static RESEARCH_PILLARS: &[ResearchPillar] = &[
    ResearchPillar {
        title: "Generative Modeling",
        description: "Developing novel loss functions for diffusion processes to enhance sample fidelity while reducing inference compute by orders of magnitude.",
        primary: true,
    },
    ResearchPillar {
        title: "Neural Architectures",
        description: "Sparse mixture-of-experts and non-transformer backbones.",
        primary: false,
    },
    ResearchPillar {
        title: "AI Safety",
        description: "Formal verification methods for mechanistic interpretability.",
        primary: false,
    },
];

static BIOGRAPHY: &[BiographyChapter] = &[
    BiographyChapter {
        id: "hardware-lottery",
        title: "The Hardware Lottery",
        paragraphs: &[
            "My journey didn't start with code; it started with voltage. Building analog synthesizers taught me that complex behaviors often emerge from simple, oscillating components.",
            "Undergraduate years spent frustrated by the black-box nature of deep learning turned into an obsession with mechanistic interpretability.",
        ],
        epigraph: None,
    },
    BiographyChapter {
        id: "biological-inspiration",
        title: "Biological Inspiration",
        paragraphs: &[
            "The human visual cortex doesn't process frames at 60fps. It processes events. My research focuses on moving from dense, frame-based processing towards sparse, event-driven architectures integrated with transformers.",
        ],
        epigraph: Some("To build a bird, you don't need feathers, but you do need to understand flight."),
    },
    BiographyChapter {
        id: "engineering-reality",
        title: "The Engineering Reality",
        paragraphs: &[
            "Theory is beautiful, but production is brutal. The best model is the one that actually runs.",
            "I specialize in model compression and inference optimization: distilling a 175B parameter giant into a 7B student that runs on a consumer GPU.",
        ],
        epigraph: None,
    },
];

-------

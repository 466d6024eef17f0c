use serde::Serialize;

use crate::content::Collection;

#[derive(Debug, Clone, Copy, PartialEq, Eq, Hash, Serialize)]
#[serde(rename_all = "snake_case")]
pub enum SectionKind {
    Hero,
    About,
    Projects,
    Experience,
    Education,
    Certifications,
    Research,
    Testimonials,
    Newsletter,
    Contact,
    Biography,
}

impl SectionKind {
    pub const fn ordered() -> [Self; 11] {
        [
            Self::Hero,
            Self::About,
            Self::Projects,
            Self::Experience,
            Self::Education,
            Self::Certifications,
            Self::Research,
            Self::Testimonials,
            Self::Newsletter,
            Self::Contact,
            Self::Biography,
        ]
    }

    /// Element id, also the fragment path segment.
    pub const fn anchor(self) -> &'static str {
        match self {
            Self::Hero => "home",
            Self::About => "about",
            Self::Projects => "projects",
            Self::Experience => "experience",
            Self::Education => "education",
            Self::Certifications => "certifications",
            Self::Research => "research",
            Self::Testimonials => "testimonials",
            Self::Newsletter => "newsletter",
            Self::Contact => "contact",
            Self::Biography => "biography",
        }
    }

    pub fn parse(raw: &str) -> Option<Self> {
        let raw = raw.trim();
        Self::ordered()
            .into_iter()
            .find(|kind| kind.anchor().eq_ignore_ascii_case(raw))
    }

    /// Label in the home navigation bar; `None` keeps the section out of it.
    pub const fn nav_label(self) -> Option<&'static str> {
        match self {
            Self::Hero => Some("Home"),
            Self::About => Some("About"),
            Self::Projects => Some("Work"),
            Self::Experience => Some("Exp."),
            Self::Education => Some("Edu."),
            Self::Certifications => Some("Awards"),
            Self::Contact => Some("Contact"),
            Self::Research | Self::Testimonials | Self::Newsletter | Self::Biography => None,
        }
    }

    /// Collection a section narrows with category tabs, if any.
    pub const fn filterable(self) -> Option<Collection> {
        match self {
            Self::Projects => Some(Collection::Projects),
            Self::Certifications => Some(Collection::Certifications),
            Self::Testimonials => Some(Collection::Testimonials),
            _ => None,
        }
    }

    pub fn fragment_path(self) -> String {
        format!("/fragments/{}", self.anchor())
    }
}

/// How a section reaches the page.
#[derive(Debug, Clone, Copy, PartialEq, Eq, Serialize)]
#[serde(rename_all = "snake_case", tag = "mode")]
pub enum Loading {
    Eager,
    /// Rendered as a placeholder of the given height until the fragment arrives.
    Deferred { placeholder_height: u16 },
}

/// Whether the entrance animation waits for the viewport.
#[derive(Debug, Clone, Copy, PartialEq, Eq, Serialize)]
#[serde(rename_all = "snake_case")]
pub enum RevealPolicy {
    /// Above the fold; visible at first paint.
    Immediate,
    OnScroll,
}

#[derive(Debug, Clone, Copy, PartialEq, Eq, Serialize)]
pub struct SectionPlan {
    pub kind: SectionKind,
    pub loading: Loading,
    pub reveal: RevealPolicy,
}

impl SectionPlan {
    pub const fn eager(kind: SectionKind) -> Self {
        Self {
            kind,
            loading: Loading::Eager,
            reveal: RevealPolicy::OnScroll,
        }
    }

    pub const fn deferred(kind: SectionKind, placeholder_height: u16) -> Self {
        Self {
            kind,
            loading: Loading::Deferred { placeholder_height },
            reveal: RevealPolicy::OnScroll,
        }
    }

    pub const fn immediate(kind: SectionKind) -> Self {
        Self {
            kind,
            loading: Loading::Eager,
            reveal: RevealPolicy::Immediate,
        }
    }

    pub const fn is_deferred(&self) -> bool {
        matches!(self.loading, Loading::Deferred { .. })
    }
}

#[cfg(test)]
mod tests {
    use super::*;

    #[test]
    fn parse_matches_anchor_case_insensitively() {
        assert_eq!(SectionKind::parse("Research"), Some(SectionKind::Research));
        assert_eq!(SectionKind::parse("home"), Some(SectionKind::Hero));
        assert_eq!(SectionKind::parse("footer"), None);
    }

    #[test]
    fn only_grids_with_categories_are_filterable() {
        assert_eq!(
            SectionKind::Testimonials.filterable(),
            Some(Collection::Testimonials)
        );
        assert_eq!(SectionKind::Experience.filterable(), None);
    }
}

-------

■ **INSTRUCTIONS FOR THE TASK**:
Spot the lines above that mention "SectionKind" and copy them.

■ **OUTPUT FOR THIS EXERCISE**:
pub enum SectionKind {
impl SectionKind {
    pub kind: SectionKind,
    pub const fn eager(kind: SectionKind) -> Self {
    pub const fn deferred(kind: SectionKind, placeholder_height: u16) -> Self {
    pub const fn immediate(kind: SectionKind) -> Self {
        assert_eq!(SectionKind::parse("Research"), Some(SectionKind::Research));
        assert_eq!(SectionKind::parse("home"), Some(SectionKind::Hero));
        assert_eq!(SectionKind::parse("footer"), None);
            SectionKind::Testimonials.filterable(),
        assert_eq!(SectionKind::Experience.filterable(), None);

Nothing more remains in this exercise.